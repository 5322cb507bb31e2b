//! Configuration resolution for the SATOSA proxy.
//!
//! This crate loads the proxy configuration from a mapping or a YAML
//! document, overlays secrets from the environment, checks mandatory keys
//! and resolves the nested attribute mapping.

mod config;
pub mod constants;
mod loader;

pub use config::{Keys, SatosaConfig};
pub use loader::{
    AttributeNotFound, ConfigError, ConfigLoader, ConfigSource, Environment, LoadOutcome,
    NotApplicable, ProcessEnv,
};

#[cfg(test)]
pub(crate) mod test_util {
    use std::sync::{Mutex, OnceLock};

    pub fn global_test_lock() -> &'static Mutex<()> {
        static LOCK: OnceLock<Mutex<()>> = OnceLock::new();
        LOCK.get_or_init(|| Mutex::new(()))
    }
}
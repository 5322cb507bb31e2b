//! Environment variable overlay for sensitive configuration keys.
//!
//! Responsibilities:
//! - Abstract environment lookups behind the `Environment` trait.
//! - Overwrite sensitive keys with `SATOSA_<KEY>` values when they are set.
//!
//! Does NOT handle:
//! - Loading `.env` files (handled by `ConfigLoader::load_dotenv`).
//! - Checking that sensitive keys end up present (see validate.rs).
//!
//! Invariants:
//! - Environment variables take precedence over values loaded from the source.
//! - Empty environment variables are treated as unset.
//! - Values are stored exactly as read; whitespace is key material too.
//! - Secret values are never logged.

use std::collections::HashMap;

use serde_yaml::{Mapping, Value};

use crate::constants::{SENSITIVE_KEYS, env_var_name};

/// Source of environment variables.
pub trait Environment {
    /// Returns the value of `key`, or `None` if unset.
    fn var(&self, key: &str) -> Option<String>;
}

/// The process environment.
#[derive(Debug, Clone, Copy, Default)]
pub struct ProcessEnv;

impl Environment for ProcessEnv {
    fn var(&self, key: &str) -> Option<String> {
        std::env::var(key).ok()
    }
}

impl Environment for HashMap<String, String> {
    fn var(&self, key: &str) -> Option<String> {
        self.get(key).cloned()
    }
}

impl<E: Environment + ?Sized> Environment for &E {
    fn var(&self, key: &str) -> Option<String> {
        (**self).var(key)
    }
}

/// Apply environment overrides for every sensitive key.
///
/// Environment variables take precedence over values from the source.
pub(crate) fn apply_env(config: &mut Mapping, env: &impl Environment) {
    for key in SENSITIVE_KEYS {
        let var = env_var_name(key);
        if let Some(value) = env.var(&var).filter(|value| !value.is_empty()) {
            tracing::debug!(key, var = %var, "Overriding config value from environment");
            config.insert(Value::from(key), Value::String(value));
        }
    }
}

#[cfg(test)]
mod tests {
    use super::*;
    use serial_test::serial;

    fn overlay(env: HashMap<String, String>) -> Mapping {
        let mut config = Mapping::new();
        config.insert(Value::from("STATE_ENCRYPTION_KEY"), Value::from("from-source"));
        apply_env(&mut config, &env);
        config
    }

    #[test]
    fn test_apply_env_keeps_surrounding_whitespace() {
        let config = overlay(HashMap::from([
            ("SATOSA_STATE_ENCRYPTION_KEY".to_string(), " k3y ".to_string()),
            ("SATOSA_USER_ID_HASH_SALT".to_string(), "  ".to_string()),
        ]));

        assert_eq!(
            config.get("STATE_ENCRYPTION_KEY"),
            Some(&Value::from(" k3y "))
        );
        assert_eq!(config.get("USER_ID_HASH_SALT"), Some(&Value::from("  ")));
    }

    #[test]
    fn test_apply_env_skips_empty_values() {
        let config = overlay(HashMap::from([(
            "SATOSA_STATE_ENCRYPTION_KEY".to_string(),
            String::new(),
        )]));

        assert_eq!(
            config.get("STATE_ENCRYPTION_KEY"),
            Some(&Value::from("from-source"))
        );
        assert!(!config.contains_key("USER_ID_HASH_SALT"));
    }

    #[test]
    #[serial]
    fn test_process_env_reads_variables() {
        temp_env::with_vars(
            [
                ("_SATOSA_TEST_SET_VAR", Some("value")),
                ("_SATOSA_TEST_UNSET_VAR", None),
            ],
            || {
                assert_eq!(
                    ProcessEnv.var("_SATOSA_TEST_SET_VAR"),
                    Some("value".to_string())
                );
                assert_eq!(ProcessEnv.var("_SATOSA_TEST_UNSET_VAR"), None);
            },
        );
    }

    #[test]
    fn test_hash_map_environment() {
        let env = HashMap::from([("A".to_string(), "1".to_string())]);
        assert_eq!(env.var("A"), Some("1".to_string()));
        assert_eq!(env.var("B"), None);
        assert_eq!((&env).var("A"), Some("1".to_string()));
    }
}
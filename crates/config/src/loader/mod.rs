//! Configuration loader for SATOSA proxy configuration.
//!
//! Responsibilities:
//! - Load configuration from a structured mapping, a YAML file, or inline YAML.
//! - Overlay sensitive keys from `SATOSA_*` environment variables.
//! - Validate mandatory keys and resolve the nested `INTERNAL_ATTRIBUTES` mapping.
//!
//! Does NOT handle:
//! - Access to the resolved values (see `config.rs`).
//! - Semantic validation of values (types, ranges).
//!
//! Invariants / Assumptions:
//! - Environment variables take precedence over source values.
//! - Construction is fail-fast: the first error aborts and nothing is returned.
//! - `load_dotenv()` must be called explicitly to enable `.env` file loading.

mod builder;
mod env;
mod error;
mod source;
mod tags;
mod validate;

#[cfg(test)]
mod tests;

pub use builder::ConfigLoader;
pub use env::{Environment, ProcessEnv};
pub use error::{AttributeNotFound, ConfigError};
pub use source::{ConfigSource, LoadOutcome, NotApplicable};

----------

[How to complete this task] Using the records above, write out exactly the lines between the one holding "nested attribute mapping." and the one holding "pub fn global_test_lock()", inclusive; leave everything else out.

[The completed task]
//! and resolves the nested attribute mapping.

mod config;
pub mod constants;
mod loader;

pub use config::{Keys, SatosaConfig};
pub use loader::{
    AttributeNotFound, ConfigError, ConfigLoader, ConfigSource, Environment, LoadOutcome,
    NotApplicable, ProcessEnv,
};

#[cfg(test)]
pub(crate) mod test_util {
    use std::sync::{Mutex, OnceLock};

    pub fn global_test_lock() -> &'static Mutex<()> {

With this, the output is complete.